(Stored items)
======
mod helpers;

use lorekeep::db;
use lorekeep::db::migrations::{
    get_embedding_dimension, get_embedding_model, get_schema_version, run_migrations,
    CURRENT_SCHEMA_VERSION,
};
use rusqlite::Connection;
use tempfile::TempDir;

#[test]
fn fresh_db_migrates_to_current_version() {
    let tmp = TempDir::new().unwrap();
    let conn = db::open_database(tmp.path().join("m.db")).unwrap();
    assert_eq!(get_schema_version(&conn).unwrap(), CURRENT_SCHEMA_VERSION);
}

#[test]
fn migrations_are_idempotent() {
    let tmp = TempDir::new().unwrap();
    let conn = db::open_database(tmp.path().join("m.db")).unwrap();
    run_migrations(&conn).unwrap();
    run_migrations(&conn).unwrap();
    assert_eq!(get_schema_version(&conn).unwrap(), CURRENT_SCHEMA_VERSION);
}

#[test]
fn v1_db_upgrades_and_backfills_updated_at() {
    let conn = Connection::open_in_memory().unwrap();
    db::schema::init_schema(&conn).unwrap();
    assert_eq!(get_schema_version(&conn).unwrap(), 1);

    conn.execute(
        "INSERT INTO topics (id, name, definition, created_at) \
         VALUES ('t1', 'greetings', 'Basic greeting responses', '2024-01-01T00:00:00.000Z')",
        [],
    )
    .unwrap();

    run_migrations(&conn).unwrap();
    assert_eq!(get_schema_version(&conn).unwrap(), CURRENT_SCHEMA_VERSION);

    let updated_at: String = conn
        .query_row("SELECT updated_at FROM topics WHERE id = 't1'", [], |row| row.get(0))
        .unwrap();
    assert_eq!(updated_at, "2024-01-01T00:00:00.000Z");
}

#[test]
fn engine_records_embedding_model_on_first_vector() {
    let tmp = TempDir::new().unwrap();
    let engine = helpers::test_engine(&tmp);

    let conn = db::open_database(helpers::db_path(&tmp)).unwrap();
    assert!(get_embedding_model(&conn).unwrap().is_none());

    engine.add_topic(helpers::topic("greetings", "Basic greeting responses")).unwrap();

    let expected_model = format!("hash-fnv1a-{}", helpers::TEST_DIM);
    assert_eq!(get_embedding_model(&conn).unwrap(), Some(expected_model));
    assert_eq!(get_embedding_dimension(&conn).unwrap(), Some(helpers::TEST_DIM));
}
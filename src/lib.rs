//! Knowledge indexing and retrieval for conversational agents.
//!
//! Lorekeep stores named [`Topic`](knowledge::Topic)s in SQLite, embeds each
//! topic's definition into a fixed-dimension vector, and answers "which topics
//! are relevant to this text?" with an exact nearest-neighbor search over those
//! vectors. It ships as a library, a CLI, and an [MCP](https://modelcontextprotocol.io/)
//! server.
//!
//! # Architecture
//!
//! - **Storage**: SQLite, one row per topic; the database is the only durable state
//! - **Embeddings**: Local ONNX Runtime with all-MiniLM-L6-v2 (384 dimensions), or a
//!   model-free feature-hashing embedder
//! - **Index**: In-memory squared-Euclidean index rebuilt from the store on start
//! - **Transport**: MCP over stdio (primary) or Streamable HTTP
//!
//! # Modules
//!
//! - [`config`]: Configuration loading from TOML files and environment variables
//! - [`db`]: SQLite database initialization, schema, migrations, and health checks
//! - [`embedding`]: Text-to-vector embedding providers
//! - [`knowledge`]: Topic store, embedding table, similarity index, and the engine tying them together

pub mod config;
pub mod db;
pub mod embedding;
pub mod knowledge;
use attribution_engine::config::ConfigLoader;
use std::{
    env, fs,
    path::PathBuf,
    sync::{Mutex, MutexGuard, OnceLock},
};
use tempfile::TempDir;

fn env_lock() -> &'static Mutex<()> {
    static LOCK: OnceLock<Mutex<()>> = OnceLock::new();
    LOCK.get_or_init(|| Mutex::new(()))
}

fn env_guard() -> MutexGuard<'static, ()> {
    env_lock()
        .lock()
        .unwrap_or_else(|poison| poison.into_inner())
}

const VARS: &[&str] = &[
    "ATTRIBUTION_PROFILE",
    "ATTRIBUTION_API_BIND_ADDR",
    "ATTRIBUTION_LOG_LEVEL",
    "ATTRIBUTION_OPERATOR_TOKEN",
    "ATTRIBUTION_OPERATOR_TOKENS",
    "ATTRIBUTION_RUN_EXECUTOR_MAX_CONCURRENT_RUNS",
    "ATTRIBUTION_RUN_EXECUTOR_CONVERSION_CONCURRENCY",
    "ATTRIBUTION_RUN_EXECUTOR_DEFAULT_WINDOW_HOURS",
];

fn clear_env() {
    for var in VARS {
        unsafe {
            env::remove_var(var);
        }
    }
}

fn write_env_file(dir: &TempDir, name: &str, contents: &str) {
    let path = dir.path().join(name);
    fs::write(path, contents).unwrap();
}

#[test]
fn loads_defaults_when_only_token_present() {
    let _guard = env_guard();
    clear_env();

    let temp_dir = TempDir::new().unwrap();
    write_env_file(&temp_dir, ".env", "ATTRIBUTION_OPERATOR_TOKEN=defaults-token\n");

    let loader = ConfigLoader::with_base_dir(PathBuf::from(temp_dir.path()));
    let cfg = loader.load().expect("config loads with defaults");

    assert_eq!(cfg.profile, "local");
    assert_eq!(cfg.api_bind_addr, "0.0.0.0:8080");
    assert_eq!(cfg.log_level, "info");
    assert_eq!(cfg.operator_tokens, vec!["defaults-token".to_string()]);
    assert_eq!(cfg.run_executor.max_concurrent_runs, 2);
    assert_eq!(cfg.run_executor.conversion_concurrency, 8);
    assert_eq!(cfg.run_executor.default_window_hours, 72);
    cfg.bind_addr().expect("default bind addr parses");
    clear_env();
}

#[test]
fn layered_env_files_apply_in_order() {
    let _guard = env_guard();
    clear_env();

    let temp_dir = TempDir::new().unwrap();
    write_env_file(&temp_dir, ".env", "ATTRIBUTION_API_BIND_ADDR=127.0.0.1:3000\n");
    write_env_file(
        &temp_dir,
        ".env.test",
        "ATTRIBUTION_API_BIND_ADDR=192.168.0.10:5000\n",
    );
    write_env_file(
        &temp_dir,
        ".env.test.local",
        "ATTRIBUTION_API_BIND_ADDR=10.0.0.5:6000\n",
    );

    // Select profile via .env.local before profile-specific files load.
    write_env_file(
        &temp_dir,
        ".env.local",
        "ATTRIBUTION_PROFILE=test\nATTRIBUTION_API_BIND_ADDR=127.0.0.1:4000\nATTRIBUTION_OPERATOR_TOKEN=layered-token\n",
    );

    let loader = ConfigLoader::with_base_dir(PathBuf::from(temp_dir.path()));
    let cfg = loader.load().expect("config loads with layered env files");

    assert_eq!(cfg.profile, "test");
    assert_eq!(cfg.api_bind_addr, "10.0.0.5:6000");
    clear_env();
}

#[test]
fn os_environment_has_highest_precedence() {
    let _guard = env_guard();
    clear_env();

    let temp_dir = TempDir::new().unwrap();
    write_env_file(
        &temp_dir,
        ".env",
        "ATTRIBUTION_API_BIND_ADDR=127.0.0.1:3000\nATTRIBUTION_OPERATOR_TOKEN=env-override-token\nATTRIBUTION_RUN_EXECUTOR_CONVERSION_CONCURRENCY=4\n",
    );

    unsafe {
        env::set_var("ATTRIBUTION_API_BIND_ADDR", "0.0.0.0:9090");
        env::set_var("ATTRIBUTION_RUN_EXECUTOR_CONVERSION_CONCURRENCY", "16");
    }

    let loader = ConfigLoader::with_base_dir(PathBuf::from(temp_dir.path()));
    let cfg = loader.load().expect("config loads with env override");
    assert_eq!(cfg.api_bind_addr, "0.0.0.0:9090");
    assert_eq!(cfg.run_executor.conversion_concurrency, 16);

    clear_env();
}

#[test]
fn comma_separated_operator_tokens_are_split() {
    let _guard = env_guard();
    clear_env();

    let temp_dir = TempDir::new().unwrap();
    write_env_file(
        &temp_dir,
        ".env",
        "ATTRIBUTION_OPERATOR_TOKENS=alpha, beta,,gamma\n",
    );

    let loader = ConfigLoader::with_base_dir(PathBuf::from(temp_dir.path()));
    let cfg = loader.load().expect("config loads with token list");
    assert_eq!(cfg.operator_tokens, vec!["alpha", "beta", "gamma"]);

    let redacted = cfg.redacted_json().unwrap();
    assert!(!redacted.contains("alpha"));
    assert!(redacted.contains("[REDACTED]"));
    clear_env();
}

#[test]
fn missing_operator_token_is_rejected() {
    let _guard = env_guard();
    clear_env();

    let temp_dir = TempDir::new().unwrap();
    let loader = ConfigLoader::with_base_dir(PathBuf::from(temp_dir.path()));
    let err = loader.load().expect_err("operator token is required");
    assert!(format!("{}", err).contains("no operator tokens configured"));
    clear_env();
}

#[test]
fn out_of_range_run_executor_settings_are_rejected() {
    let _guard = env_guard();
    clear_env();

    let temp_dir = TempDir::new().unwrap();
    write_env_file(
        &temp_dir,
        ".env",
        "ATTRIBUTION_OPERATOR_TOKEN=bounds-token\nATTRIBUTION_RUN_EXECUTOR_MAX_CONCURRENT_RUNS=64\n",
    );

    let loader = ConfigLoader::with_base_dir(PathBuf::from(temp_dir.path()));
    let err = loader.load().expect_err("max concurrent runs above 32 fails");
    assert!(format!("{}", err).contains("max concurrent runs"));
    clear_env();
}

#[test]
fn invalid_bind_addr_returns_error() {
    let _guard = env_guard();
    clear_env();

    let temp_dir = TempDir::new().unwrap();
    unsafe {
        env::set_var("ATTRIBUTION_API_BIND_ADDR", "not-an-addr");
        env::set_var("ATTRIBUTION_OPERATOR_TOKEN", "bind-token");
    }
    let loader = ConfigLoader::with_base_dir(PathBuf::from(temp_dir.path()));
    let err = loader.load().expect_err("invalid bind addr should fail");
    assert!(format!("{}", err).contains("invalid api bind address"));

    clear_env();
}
======
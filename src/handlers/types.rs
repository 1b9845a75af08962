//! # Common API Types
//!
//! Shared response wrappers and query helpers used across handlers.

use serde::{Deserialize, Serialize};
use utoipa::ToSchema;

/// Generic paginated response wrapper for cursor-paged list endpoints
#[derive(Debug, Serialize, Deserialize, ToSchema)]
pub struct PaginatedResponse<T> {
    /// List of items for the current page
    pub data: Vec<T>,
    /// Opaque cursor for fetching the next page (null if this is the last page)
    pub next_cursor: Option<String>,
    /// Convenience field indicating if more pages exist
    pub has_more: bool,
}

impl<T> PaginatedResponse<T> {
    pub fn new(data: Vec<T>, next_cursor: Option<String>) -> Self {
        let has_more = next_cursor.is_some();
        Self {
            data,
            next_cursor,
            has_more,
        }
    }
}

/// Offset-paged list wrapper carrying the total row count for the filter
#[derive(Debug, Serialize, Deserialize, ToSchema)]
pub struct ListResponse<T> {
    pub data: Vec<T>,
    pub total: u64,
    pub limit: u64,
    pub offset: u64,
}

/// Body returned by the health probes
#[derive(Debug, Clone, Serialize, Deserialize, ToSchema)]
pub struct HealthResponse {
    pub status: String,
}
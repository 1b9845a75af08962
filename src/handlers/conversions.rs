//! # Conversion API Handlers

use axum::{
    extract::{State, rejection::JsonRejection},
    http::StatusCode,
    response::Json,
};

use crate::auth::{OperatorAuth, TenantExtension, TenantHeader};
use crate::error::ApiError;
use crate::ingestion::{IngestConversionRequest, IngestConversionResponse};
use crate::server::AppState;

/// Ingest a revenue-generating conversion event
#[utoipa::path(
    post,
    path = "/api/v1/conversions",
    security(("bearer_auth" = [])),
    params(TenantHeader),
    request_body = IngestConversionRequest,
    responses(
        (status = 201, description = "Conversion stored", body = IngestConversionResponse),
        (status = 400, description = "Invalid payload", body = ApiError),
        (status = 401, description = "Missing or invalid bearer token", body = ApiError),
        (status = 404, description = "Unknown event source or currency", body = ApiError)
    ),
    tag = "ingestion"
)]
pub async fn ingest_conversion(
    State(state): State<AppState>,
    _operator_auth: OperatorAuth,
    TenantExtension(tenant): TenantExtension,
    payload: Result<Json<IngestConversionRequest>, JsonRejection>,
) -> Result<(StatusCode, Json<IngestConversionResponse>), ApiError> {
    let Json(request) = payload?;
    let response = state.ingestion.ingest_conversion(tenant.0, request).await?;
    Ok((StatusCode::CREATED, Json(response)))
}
======
▶ [WHAT IS REQUIRED]: The string "Basic" appears on how many lines of the records? State the number alone.

▶ [RESPONSE BELOW]: 2